-------- SUPPLIED MATERIAL --------

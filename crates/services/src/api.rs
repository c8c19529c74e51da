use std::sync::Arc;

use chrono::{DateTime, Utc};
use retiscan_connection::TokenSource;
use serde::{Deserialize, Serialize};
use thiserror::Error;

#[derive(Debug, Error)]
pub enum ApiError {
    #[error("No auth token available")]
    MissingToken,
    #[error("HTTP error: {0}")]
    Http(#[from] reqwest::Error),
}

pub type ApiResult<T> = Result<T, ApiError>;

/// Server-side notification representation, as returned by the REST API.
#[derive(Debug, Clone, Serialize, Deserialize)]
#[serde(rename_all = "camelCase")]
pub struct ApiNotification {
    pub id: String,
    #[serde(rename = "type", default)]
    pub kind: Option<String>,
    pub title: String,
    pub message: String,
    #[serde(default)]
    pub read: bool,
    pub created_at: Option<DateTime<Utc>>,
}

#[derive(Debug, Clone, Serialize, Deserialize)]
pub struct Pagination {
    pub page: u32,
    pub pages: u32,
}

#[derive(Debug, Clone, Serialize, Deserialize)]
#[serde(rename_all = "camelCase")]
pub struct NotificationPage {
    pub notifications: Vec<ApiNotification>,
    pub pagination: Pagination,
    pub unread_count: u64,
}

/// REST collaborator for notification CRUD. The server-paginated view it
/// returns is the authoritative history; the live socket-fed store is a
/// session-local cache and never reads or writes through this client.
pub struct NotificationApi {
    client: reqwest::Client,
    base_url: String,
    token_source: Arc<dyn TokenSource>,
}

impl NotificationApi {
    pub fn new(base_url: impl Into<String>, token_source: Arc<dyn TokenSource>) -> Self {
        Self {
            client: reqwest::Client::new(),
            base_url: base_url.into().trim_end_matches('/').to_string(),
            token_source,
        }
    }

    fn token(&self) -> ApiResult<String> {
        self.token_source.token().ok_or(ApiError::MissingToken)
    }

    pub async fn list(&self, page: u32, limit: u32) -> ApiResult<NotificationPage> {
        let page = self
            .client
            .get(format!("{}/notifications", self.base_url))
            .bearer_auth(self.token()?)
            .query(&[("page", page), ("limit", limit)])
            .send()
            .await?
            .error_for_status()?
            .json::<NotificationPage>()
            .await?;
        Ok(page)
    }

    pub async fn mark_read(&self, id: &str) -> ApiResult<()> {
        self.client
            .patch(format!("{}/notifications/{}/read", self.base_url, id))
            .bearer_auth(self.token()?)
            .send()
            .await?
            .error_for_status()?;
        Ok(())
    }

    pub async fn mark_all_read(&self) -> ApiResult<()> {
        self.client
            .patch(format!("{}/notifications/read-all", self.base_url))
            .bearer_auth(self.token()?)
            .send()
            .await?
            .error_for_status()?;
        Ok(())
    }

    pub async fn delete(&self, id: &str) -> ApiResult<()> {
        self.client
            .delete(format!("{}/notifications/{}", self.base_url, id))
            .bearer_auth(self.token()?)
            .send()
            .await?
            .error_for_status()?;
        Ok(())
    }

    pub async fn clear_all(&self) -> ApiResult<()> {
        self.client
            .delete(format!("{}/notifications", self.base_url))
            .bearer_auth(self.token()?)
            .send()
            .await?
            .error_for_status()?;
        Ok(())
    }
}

--------

DIRECTIONS
The word "default" appears in how many lines of the records? Give the number only.

ANSWER TO THE EXERCISE
2